Use this workflow when

you have loan-level application or booking data
you want a ranked feature table before full model training
you need a quick first win for early-performance or another binary actual-performance flag analysis

Do not start here if

you only have monthly aggregated rollforward data — use the Rollforward workflow instead
you already have a finished target, train/test design, and want model metrics — go to the advanced ML Modeling tutorial
you need reserve forecasting from a transition matrix — use Lifetime Loss Forecasting instead

Inputs

A meaningful first pass usually includes:

loan identifiers such as loan_id
booked-loan attributes such as principal, annual_rate, term_months, start_date, fico_score
a binary target or early-performance flag such as fpf30_flag

Optional external backend:

install optbinning if you want optimal WoE binning with fit_woe_binning()

Note

WoE binning is optional for a first pass. Start with ranked feature separation, then add a backend when you need production-style bins.

See the full contract reference here: Input Data Contracts.

Code

import pandas as pd

from cranalytics.datasets import make_mock_fpf_data
from cranalytics.feature_analytics import (
    engineer_loan_features,
    lift_gain_table,
    rank_features_by_separation,
)

raw = make_mock_fpf_data(n_loans=1200, mature_pct=0.85, seed=42)
mature = raw.dropna(subset=["fpf30_flag"]).reset_index(drop=True)

feature_frame = engineer_loan_features(
    mature,
    as_of_date=pd.Timestamp("2025-12-31"),
)

feature_cols = [
    "fico_score",
    "fico_normalized",
    "annual_rate",
    "dti",
    "loan_to_income",
]

ranking = rank_features_by_separation(
    feature_frame,
    feature_cols=feature_cols,
    flag_col="fpf30_flag",
)
print(ranking.head())

lift = lift_gain_table(
    y_true=feature_frame["fpf30_flag"],
    y_prob=feature_frame["vendor_pd"],
)
print(lift[["bin", "event_rate", "lift"]].head())
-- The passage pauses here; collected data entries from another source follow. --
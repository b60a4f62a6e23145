use anyhow::{Context, Result};
use clap::{Args, Parser, Subcommand, ValueEnum};
use colored::Colorize;
use std::env;
use std::fs;
use std::path::{Path, PathBuf};
use tracing_subscriber::EnvFilter;

use prguard::github::GithubClient;
use prguard::publish::{write_markdown, CommentAction, GithubCommenter};
use prguard::source::default_base_ref;
use prguard::{
    evaluate, evaluate_coverage, parse_coverage_file, Config, CoverageEntry, GitSource,
    GithubSource, Overrides, Report,
};

#[derive(Parser)]
#[command(name = "prguard")]
#[command(about = "Pull request review checks: coverage, diff size, lockfiles, description")]
#[command(version)]
struct Cli {
    #[command(subcommand)]
    command: Commands,

    /// Path to config file (default: prguard.toml if present)
    #[arg(short, long, global = true)]
    config: Option<PathBuf>,

    /// Print debug logs to stderr
    #[arg(short, long, global = true)]
    verbose: bool,
}

#[derive(Subcommand)]
enum Commands {
    /// Run every check against a pull request
    Check(CheckArgs),

    /// Only summarize the coverage artifact
    Coverage(CoverageArgs),
}

#[derive(Args)]
struct CoverageArgs {
    /// Coverage artifact path
    #[arg(long, env = "TEST_COVERAGE_ARTIFACT_PATH")]
    artifact: Option<String>,

    /// Per-function coverage threshold (%)
    #[arg(long, env = "TEST_COVERAGE_THRESHOLD")]
    threshold: Option<u32>,
}

#[derive(Clone, Copy, ValueEnum)]
enum SourceKind {
    /// GitHub REST API (GitHub Actions environment)
    Github,
    /// Local git checkout
    Local,
}

#[derive(Args)]
struct CheckArgs {
    #[command(flatten)]
    coverage: CoverageArgs,

    /// Where pull request data comes from
    #[arg(long, value_enum, default_value = "github")]
    source: SourceKind,

    /// Pull request number (default: from GITHUB_EVENT_PATH)
    #[arg(long)]
    pr: Option<u64>,

    /// Repository path for the local source
    #[arg(long)]
    repo: Option<PathBuf>,

    /// Base ref for the local source (default: origin/$GITHUB_BASE_REF or origin/main)
    #[arg(long)]
    base: Option<String>,

    /// PR description for the local source
    #[arg(long, env = "PR_BODY")]
    description: Option<String>,

    /// Read the PR description from a file (wins over --description)
    #[arg(long)]
    description_file: Option<PathBuf>,

    /// Big PR threshold (changed lines)
    #[arg(long, env = "LINES_OF_CODE_THRESHOLD")]
    max_lines: Option<u64>,

    /// Minimum PR description length (chars)
    #[arg(long, env = "MINIMUM_PR_DESCRIPTION_LENGTH")]
    min_description: Option<usize>,

    /// Write the markdown report to this file
    #[arg(long)]
    output: Option<PathBuf>,

    /// Create or update the review comment on the pull request
    #[arg(long)]
    comment: bool,

    /// Exit with status 1 when any warning was published
    #[arg(long)]
    strict: bool,
}

fn main() {
    let cli = Cli::parse();
    init_tracing(cli.verbose);

    if let Err(e) = run(cli) {
        eprintln!("{} {:#}", "Error:".red().bold(), e);
        std::process::exit(1);
    }
}

fn init_tracing(verbose: bool) {
    let filter = if verbose {
        EnvFilter::new("prguard=debug")
    } else {
        EnvFilter::try_from_env("PRGUARD_LOG").unwrap_or_else(|_| EnvFilter::new("prguard=warn"))
    };

    let _ = tracing_subscriber::fmt()
        .with_env_filter(filter)
        .with_writer(std::io::stderr)
        .try_init();
}

fn run(cli: Cli) -> Result<()> {
    let base_dir = env::current_dir().context("Could not determine working directory")?;

    let mut config = Config::discover(cli.config.as_deref(), &base_dir)
        .context("Could not load configuration")?;

    match cli.command {
        Commands::Check(args) => {
            config.apply(Overrides {
                artifact_path: args.coverage.artifact.clone(),
                coverage_threshold: args.coverage.threshold,
                lines_of_code_threshold: args.max_lines,
                minimum_description_length: args.min_description,
            })?;

            let passed = cmd_check(&config, &base_dir, &args)?;
            if !passed {
                std::process::exit(1);
            }
            Ok(())
        }
        Commands::Coverage(args) => {
            config.apply(Overrides {
                artifact_path: args.artifact,
                coverage_threshold: args.threshold,
                ..Default::default()
            })?;

            cmd_coverage(&config, &base_dir)
        }
    }
}

fn load_entries(config: &Config, base_dir: &Path) -> Result<Vec<CoverageEntry>> {
    let artifact = config.artifact_path(base_dir)?;
    let entries = parse_coverage_file(&artifact, config.coverage.threshold)
        .with_context(|| format!("Could not load coverage from {}", artifact.display()))?;
    Ok(entries)
}

#[tokio::main]
async fn cmd_check(config: &Config, base_dir: &Path, args: &CheckArgs) -> Result<bool> {
    let entries = load_entries(config, base_dir)?;
    let mut report = Report::new();

    match args.source {
        SourceKind::Github => {
            let client = GithubClient::from_env(args.pr)?;
            let source = GithubSource::new(client);
            evaluate(config, entries, &source, &mut report).await?;
        }
        SourceKind::Local => {
            let description = match &args.description_file {
                Some(path) => Some(
                    fs::read_to_string(path)
                        .with_context(|| format!("Could not read {}", path.display()))?,
                ),
                None => args.description.clone(),
            };
            let base = args
                .base
                .clone()
                .unwrap_or_else(|| default_base_ref(|name| env::var(name).ok()));
            let repo = args.repo.as_deref().unwrap_or(base_dir);

            let source = GitSource::new(repo, &base, description);
            evaluate(config, entries, &source, &mut report).await?;
        }
    }

    report.print();

    if let Some(ref output) = args.output {
        write_markdown(&report, output)?;
        println!(
            "\n{} Report written: {}",
            "📝".cyan(),
            output.display().to_string().green()
        );
    }

    if args.comment {
        let client = GithubClient::from_env(args.pr)?;
        let action = GithubCommenter::new(&client).publish(&report).await?;
        let verb = match action {
            CommentAction::Created => "Posted",
            CommentAction::Updated(_) => "Updated",
        };
        println!(
            "{} {} review comment on {}#{}",
            "💬".cyan(),
            verb,
            client.repo(),
            client.pr()
        );
    }

    Ok(!(args.strict && report.has_warnings()))
}

fn cmd_coverage(config: &Config, base_dir: &Path) -> Result<()> {
    let entries = load_entries(config, base_dir)?;
    let mut report = Report::new();

    evaluate_coverage(entries, config.coverage.threshold, &mut report)?;
    report.print();

    Ok(())
}
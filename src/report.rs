//! Advisory collection and rendering

use colored::Colorize;

/// Hidden line that identifies our comment on a pull request
pub const COMMENT_MARKER: &str = "<!-- prguard -->";

/// Outcome of a single check
#[derive(Debug, Clone, PartialEq, Eq)]
pub enum Advisory {
    /// Markdown block, always shown
    Note(String),
    /// Plain-text warning
    Warning(String),
}

/// Publishing surface for advisories
pub trait Reporter {
    fn note(&mut self, markdown: &str);
    fn warn(&mut self, message: &str);

    fn publish(&mut self, advisory: &Advisory) {
        match advisory {
            Advisory::Note(markdown) => self.note(markdown),
            Advisory::Warning(message) => self.warn(message),
        }
    }
}

/// Collects advisories in publication order
#[derive(Debug, Default)]
pub struct Report {
    advisories: Vec<Advisory>,
}

impl Reporter for Report {
    fn note(&mut self, markdown: &str) {
        self.advisories.push(Advisory::Note(markdown.to_string()));
    }

    fn warn(&mut self, message: &str) {
        tracing::info!(warning = message, "check raised a warning");
        self.advisories.push(Advisory::Warning(message.to_string()));
    }
}

impl Report {
    pub fn new() -> Self {
        Self::default()
    }

    pub fn advisories(&self) -> &[Advisory] {
        &self.advisories
    }

    pub fn warnings(&self) -> Vec<&str> {
        self.advisories
            .iter()
            .filter_map(|a| match a {
                Advisory::Warning(message) => Some(message.as_str()),
                Advisory::Note(_) => None,
            })
            .collect()
    }

    pub fn notes(&self) -> Vec<&str> {
        self.advisories
            .iter()
            .filter_map(|a| match a {
                Advisory::Note(markdown) => Some(markdown.as_str()),
                Advisory::Warning(_) => None,
            })
            .collect()
    }

    pub fn has_warnings(&self) -> bool {
        self.advisories
            .iter()
            .any(|a| matches!(a, Advisory::Warning(_)))
    }

    /// Render the pull request comment body
    pub fn to_markdown(&self) -> String {
        let mut body = String::from(COMMENT_MARKER);
        body.push('\n');

        let warnings = self.warnings();
        if !warnings.is_empty() {
            body.push_str("\n### ⚠️ Warnings\n\n");
            for warning in &warnings {
                body.push_str(&format!("- {}\n", warning));
            }
        }

        for note in self.notes() {
            body.push('\n');
            body.push_str(note);
            body.push('\n');
        }

        body
    }

    /// Print a console summary
    pub fn print(&self) {
        println!("{}", "━".repeat(50).dimmed());
        println!("  {}", "Pull request review".bold().cyan());
        println!("{}", "━".repeat(50).dimmed());

        for advisory in &self.advisories {
            match advisory {
                Advisory::Note(markdown) => {
                    for line in markdown.lines() {
                        println!("  {}", line);
                    }
                }
                Advisory::Warning(message) => {
                    println!("  {} {}", "⚠".yellow(), message.yellow());
                }
            }
        }

        let count = self.warnings().len();
        let status = if count == 0 {
            "✓ No warnings".green()
        } else {
            format!("✗ {} warning(s)", count).yellow()
        };
        println!("\n  {}", status.bold());
    }
}
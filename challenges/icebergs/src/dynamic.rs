use std::fmt;

use log::debug;
use num_bigint::BigUint;

use crate::grid::Grid;

/// Number type a path-count table can be filled with.
pub trait PathCount: Clone {
    fn zero() -> Self;
    fn one() -> Self;
    /// `None` when the sum does not fit.
    fn checked_add(&self, other: &Self) -> Option<Self>;
}

impl PathCount for u64 {
    fn zero() -> Self {
        0
    }
    fn one() -> Self {
        1
    }
    fn checked_add(&self, other: &Self) -> Option<Self> {
        u64::checked_add(*self, *other)
    }
}

impl PathCount for BigUint {
    fn zero() -> Self {
        BigUint::from(0u8)
    }
    fn one() -> Self {
        BigUint::from(1u8)
    }
    fn checked_add(&self, other: &Self) -> Option<Self> {
        Some(self + other)
    }
}

/// The count at `(row, column)` did not fit the chosen count type.
#[derive(Debug, Clone, Copy, PartialEq, Eq)]
pub struct CountOverflow {
    pub row: usize,
    pub column: usize,
}

impl fmt::Display for CountOverflow {
    fn fmt(&self, f: &mut fmt::Formatter<'_>) -> fmt::Result {
        write!(
            f,
            "path count overflowed at cell ({}, {})",
            self.row, self.column
        )
    }
}

impl std::error::Error for CountOverflow {}

impl From<CountOverflow> for std::io::Error {
    fn from(err: CountOverflow) -> Self {
        std::io::Error::new(std::io::ErrorKind::InvalidData, err)
    }
}

/// Number of paths from the origin to every cell, stored row-major.
#[derive(Debug, Clone)]
pub struct PathCountTable<T> {
    rows: usize,
    columns: usize,
    tally: Vec<T>,
}

impl<T: PathCount> PathCountTable<T> {
    /// Fill the table in row-major order, so the cells above and to the left are always
    /// done before the current one.
    ///
    /// tally[r][c] = 0                               if (r, c) is an iceberg
    ///             = 1                               if (r, c) is the origin
    ///             = tally[r-1][c] + tally[r][c-1]   otherwise, out of bounds counting as 0
    pub fn build(grid: &Grid) -> Result<Self, CountOverflow> {
        assert!(grid.rows() > 0, "grid must have at least one row");
        assert!(grid.columns() > 0, "grid must have at least one column");

        let rows = grid.rows();
        let columns = grid.columns();
        let mut tally = vec![T::zero(); rows * columns];

        for row in 0..rows {
            for column in 0..columns {
                if !grid.is_open(row, column) {
                    continue;
                }
                let i = row * columns + column;
                if i == 0 {
                    tally[0] = T::one();
                    continue;
                }
                let from_above = if row > 0 {
                    tally[i - columns].clone()
                } else {
                    T::zero()
                };
                let from_left = if column > 0 {
                    tally[i - 1].clone()
                } else {
                    T::zero()
                };
                tally[i] = from_above
                    .checked_add(&from_left)
                    .ok_or(CountOverflow { row, column })?;
            }
        }

        Ok(PathCountTable {
            rows,
            columns,
            tally,
        })
    }

    pub fn get(&self, row: usize, column: usize) -> &T {
        assert!(
            row < self.rows && column < self.columns,
            "cell ({}, {}) is outside a {}x{} table",
            row,
            column,
            self.rows,
            self.columns
        );
        &self.tally[row * self.columns + column]
    }

    /// Count for the bottom-right cell.
    pub fn destination(&self) -> &T {
        self.get(self.rows - 1, self.columns - 1)
    }

    pub fn into_destination(mut self) -> T {
        self.tally.swap_remove(self.rows * self.columns - 1)
    }
}

/// Count paths with the `O(rows * columns)` table. Counts that do not fit a `u64` are
/// reported as `CountOverflow` instead of wrapping.
pub fn count_paths_dynamic_programming(grid: &Grid) -> Result<u64, CountOverflow> {
    debug!("dynamic: {}x{} grid", grid.rows(), grid.columns());
    PathCountTable::<u64>::build(grid).map(PathCountTable::into_destination)
}

/// Same as `count_paths_dynamic_programming` with arbitrary precision counts.
pub fn count_paths_unbounded(grid: &Grid) -> BigUint {
    debug!("unbounded: {}x{} grid", grid.rows(), grid.columns());
    match PathCountTable::<BigUint>::build(grid) {
        Ok(table) => table.into_destination(),
        Err(_) => unreachable!("BigUint addition never overflows"),
    }
}

#[cfg(test)]
mod tests {
    use super::*;
    use crate::grid::CellState;

    #[test]
    fn test_example() {
        assert_eq!(count_paths_dynamic_programming(&Grid::new(3, 3)), Ok(6));
        let centre = Grid::new(3, 3).with_cell(1, 1, CellState::Iceberg);
        assert_eq!(count_paths_dynamic_programming(&centre), Ok(2));
    }

    #[test]
    fn test_table_cells() {
        let grid: Grid = "..X..\n.....\nX..X.\n.....\n".parse().unwrap();
        let table = PathCountTable::<u64>::build(&grid).unwrap();
        let expected = [[1, 1, 0, 0, 0], [1, 2, 2, 2, 2], [0, 2, 4, 0, 2], [0, 2, 6, 6, 8]];
        for (row, counts) in expected.iter().enumerate() {
            for (column, &count) in counts.iter().enumerate() {
                assert_eq!(*table.get(row, column), count, "cell ({}, {})", row, column);
            }
        }
        assert_eq!(*table.destination(), 8);
    }

    #[test]
    fn test_single_cell() {
        assert_eq!(count_paths_dynamic_programming(&Grid::new(1, 1)), Ok(1));
    }

    #[test]
    fn test_blocked_origin() {
        let grid = Grid::new(3, 3).with_cell(0, 0, CellState::Iceberg);
        assert_eq!(count_paths_dynamic_programming(&grid), Ok(0));
    }

    #[test]
    fn test_blocked_edges() {
        // Every path passes through the bottom row or the right column.
        let mut grid = Grid::new(4, 4);
        for i in 0..3 {
            grid = grid
                .with_cell(3, i, CellState::Iceberg)
                .with_cell(i, 3, CellState::Iceberg);
        }
        assert_eq!(count_paths_dynamic_programming(&grid), Ok(0));
    }

    #[test]
    fn test_overflow_is_reported() {
        // C(78, 39) does not fit in a u64.
        let grid = Grid::new(40, 40);
        let err = count_paths_dynamic_programming(&grid).unwrap_err();
        assert!(err.row < 40 && err.column < 40);
        assert_eq!(
            count_paths_unbounded(&grid).to_string(),
            "27217014869199032015600"
        );
    }

    #[test]
    fn test_large_grid_fits_u64() {
        assert_eq!(
            count_paths_dynamic_programming(&Grid::new(30, 30)),
            Ok(30067266499541040)
        );
    }
}
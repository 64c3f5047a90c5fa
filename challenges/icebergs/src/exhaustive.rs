use log::debug;

use crate::grid::Grid;
use crate::path::{Path, StepDirection};

/// Largest supported path length; move sequences are encoded as the bits of a `u64`.
pub const MAX_STEPS: usize = 63;

/// Count paths by trying every right/down move sequence of the fixed length
/// `rows + columns - 2`.
///
/// Bit `k` of the candidate selects move `k`: 1 is Right, 0 is Down. A move that would
/// leave the grid or land on an iceberg is skipped, and a candidate counts only when it
/// finishes exactly on the bottom-right cell. A skipped move leaves the candidate short of
/// the destination, so every counted candidate is a distinct obstacle-free path.
///
/// Runs in `O(2^steps * steps)` and panics when `steps > MAX_STEPS`.
pub fn count_paths_exhaustive(grid: &Grid) -> u64 {
    assert!(grid.rows() > 0, "grid must have at least one row");
    assert!(grid.columns() > 0, "grid must have at least one column");

    let steps = grid.rows() + grid.columns() - 2;
    assert!(
        steps <= MAX_STEPS,
        "{}x{} grid needs {} steps, exhaustive search supports at most {}",
        grid.rows(),
        grid.columns(),
        steps,
        MAX_STEPS
    );

    if !grid.is_open(0, 0) {
        debug!("exhaustive: origin is an iceberg");
        return 0;
    }

    let destination = (grid.rows() - 1, grid.columns() - 1);
    debug!(
        "exhaustive: {}x{} grid, {} steps, {} candidates",
        grid.rows(),
        grid.columns(),
        steps,
        1u64 << steps
    );

    let mut count = 0;
    for bits in 0..(1u64 << steps) {
        let mut candidate = Path::new(grid);
        for k in 0..steps {
            let direction = if (bits >> k) & 1 == 1 {
                StepDirection::Right
            } else {
                StepDirection::Down
            };
            if candidate.is_step_valid(direction) {
                candidate.add_step(direction);
            }
        }
        if (candidate.final_row(), candidate.final_column()) == destination {
            count += 1;
        }
    }
    count
}

#[cfg(test)]
mod tests {
    use super::*;
    use crate::grid::CellState;

    #[test]
    fn test_example() {
        assert_eq!(count_paths_exhaustive(&Grid::new(3, 3)), 6);
        let centre = Grid::new(3, 3).with_cell(1, 1, CellState::Iceberg);
        assert_eq!(count_paths_exhaustive(&centre), 2);
    }

    #[test]
    fn test_single_cell() {
        assert_eq!(count_paths_exhaustive(&Grid::new(1, 1)), 1);
    }

    #[test]
    fn test_straight_lines() {
        assert_eq!(count_paths_exhaustive(&Grid::new(1, 6)), 1);
        assert_eq!(count_paths_exhaustive(&Grid::new(6, 1)), 1);
        let blocked = Grid::new(1, 6).with_cell(0, 3, CellState::Iceberg);
        assert_eq!(count_paths_exhaustive(&blocked), 0);
    }

    #[test]
    fn test_blocked_destination() {
        let grid = Grid::new(4, 4).with_cell(3, 3, CellState::Iceberg);
        assert_eq!(count_paths_exhaustive(&grid), 0);
    }

    #[test]
    fn test_blocked_origin() {
        let grid = Grid::new(3, 3).with_cell(0, 0, CellState::Iceberg);
        assert_eq!(count_paths_exhaustive(&grid), 0);
    }

    #[test]
    #[should_panic(expected = "exhaustive search supports at most")]
    fn test_too_many_steps() {
        count_paths_exhaustive(&Grid::new(40, 26));
    }
}
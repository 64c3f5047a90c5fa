// Task runner entry points. Input is a `rows columns` header followed by one line per
// row, `.` for open water and `X` for an iceberg.

use log::{info, warn};

use crate::dynamic::{count_paths_dynamic_programming, count_paths_unbounded};
use crate::exhaustive::count_paths_exhaustive;
use crate::grid::Grid;
use crate::{Scanner, TaskGroup, Writer};

pub fn tasks() -> TaskGroup {
    TaskGroup::new("icebergs")
        .add("exhaustive", solve_exhaustive)
        .add("dynamic", solve_dynamic)
        .add("compare", solve_compare)
}

/// Read the header line and `rows` grid lines.
pub fn read_grid(scan: &mut Scanner) -> std::io::Result<Grid> {
    let dims: Vec<usize> = scan.parse_vec();
    let [rows, columns] = dims[..] else {
        return Err(std::io::Error::new(
            std::io::ErrorKind::InvalidData,
            format!("expected `rows columns`, got {:?}", dims),
        ));
    };
    let lines: Vec<String> = (0..rows).map(|_| scan.next_line()).collect();
    let grid = Grid::from_rows(&lines)?;
    if grid.rows() != rows || grid.columns() != columns {
        return Err(std::io::Error::new(
            std::io::ErrorKind::InvalidData,
            format!(
                "header says {}x{}, grid is {}x{}",
                rows,
                columns,
                grid.rows(),
                grid.columns()
            ),
        ));
    }
    Ok(grid)
}

fn expect_grid(scan: &mut Scanner) -> Grid {
    match read_grid(scan) {
        Ok(grid) => grid,
        Err(e) => panic!("malformed grid: {}", e),
    }
}

pub fn solve_exhaustive(scan: &mut Scanner, out: &mut Writer) {
    let grid = expect_grid(scan);
    out.println(count_paths_exhaustive(&grid));
}

pub fn solve_dynamic(scan: &mut Scanner, out: &mut Writer) {
    let grid = expect_grid(scan);
    match count_paths_dynamic_programming(&grid) {
        Ok(count) => out.println(count),
        Err(overflow) => {
            info!("{}, recounting with arbitrary precision", overflow);
            out.println(count_paths_unbounded(&grid));
        }
    }
}

pub fn solve_compare(scan: &mut Scanner, out: &mut Writer) {
    let grid = expect_grid(scan);
    let exhaustive = count_paths_exhaustive(&grid);
    let dynamic = match count_paths_dynamic_programming(&grid) {
        Ok(count) => count,
        Err(overflow) => panic!("{}", overflow),
    };
    if exhaustive != dynamic {
        warn!("counters disagree on\n{}", grid);
    }
    assert_eq!(exhaustive, dynamic, "exhaustive and dynamic counts differ");
    out.println(format!("{} {}", exhaustive, dynamic));
}

#[cfg(test)]
mod tests {
    use super::*;
    use crate::testing::run_on_input;

    #[test]
    fn test_example() {
        let input = "3 3\n...\n.X.\n...\n";
        assert_eq!(run_on_input(input, solve_exhaustive).unwrap(), "2");
        assert_eq!(run_on_input(input, solve_dynamic).unwrap(), "2");
        assert_eq!(run_on_input(input, solve_compare).unwrap(), "2 2");
    }

    #[test]
    fn test_dynamic_falls_back_on_overflow() {
        let mut input = String::from("40 40\n");
        for _ in 0..40 {
            input.push_str(&".".repeat(40));
            input.push('\n');
        }
        assert_eq!(
            run_on_input(&input, solve_dynamic).unwrap(),
            "27217014869199032015600"
        );
    }

    #[test]
    fn test_header_mismatch() {
        let mut scan = Scanner::new(std::io::Cursor::new("2 3\n..\n..\n"));
        assert!(read_grid(&mut scan).is_err());
    }

    #[test]
    fn test_task_lookup() {
        let group = tasks();
        assert_eq!(group.category(), "icebergs");
        assert!(group.get("dynamic").is_some());
        assert!(group.get("greedy").is_none());
        assert_eq!(
            group.names().collect::<Vec<_>>(),
            vec!["exhaustive", "dynamic", "compare"]
        );
    }
}
//! Retention sweeper - bounds storage by purging stale resolved requests.

use crate::{
    core::store::{Collection, Store},
    entities::{Request, RequestStatus, request},
    errors::Result,
};
use chrono::{DateTime, Duration, Utc};
use sea_orm::prelude::*;
use tokio::task::JoinHandle;
use tracing::{error, info, instrument};

/// Deletes approved and rejected requests created more than `horizon_days` ago.
///
/// Pending requests are never touched. Running it again is a no-op.
///
/// # Errors
/// Returns an error if the delete fails.
pub async fn sweep(store: &Store, horizon_days: i64) -> Result<u64> {
    sweep_before(store, Utc::now() - Duration::days(horizon_days)).await
}

/// Deletes approved and rejected requests created strictly before `cutoff`.
#[instrument(skip(store))]
pub async fn sweep_before(store: &Store, cutoff: DateTime<Utc>) -> Result<u64> {
    let deleted = Request::delete_many()
        .filter(request::Column::Status.ne(RequestStatus::Pending))
        .filter(request::Column::CreatedAt.lt(cutoff))
        .exec(store.db())
        .await?
        .rows_affected;

    if deleted > 0 {
        store.notify(Collection::Requests);
        info!(deleted, %cutoff, "Purged resolved requests");
    }
    Ok(deleted)
}

/// Sweeps once immediately and then every `every`, until the task is aborted.
/// Failures are logged and retried on the next tick.
pub fn spawn_retention_task(
    store: Store,
    horizon_days: i64,
    every: std::time::Duration,
) -> JoinHandle<()> {
    tokio::spawn(async move {
        let mut ticker = tokio::time::interval(every);
        loop {
            ticker.tick().await;
            if let Err(e) = sweep(&store, horizon_days).await {
                error!(error = %e, "Retention sweep failed");
            }
        }
    })
}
Expected output / first win

Your first win is a ranked feature table that tells you which variables are worth carrying forward into modeling.

You should expect:

a table ordered by separation strength (iv, gini, ks)
a quick lift/gain table that shows whether an existing score or proxy ranks risk sensibly
a short list of “promote”, “watch”, and “drop for now” candidates

Common mistakes

Jumping straight to model training before checking whether any features have useful separation.
Using immature targets without dropping NaN rows first.
Treating WoE binning as required on day one; it is optional, not the first step.
Mixing post-outcome fields into feature engineering, which creates leakage.

Next step

Run the packaged demo end-to-end with:

python -m cranalytics.examples.core_feature_analytics

If you want production-style feature transformation, add fit_woe_binning() with optbinning.
If you are ready to train and backtest a classifier, continue to the ML Modeling Tutorial.
For full API details, see the Predictive Modeling API Reference.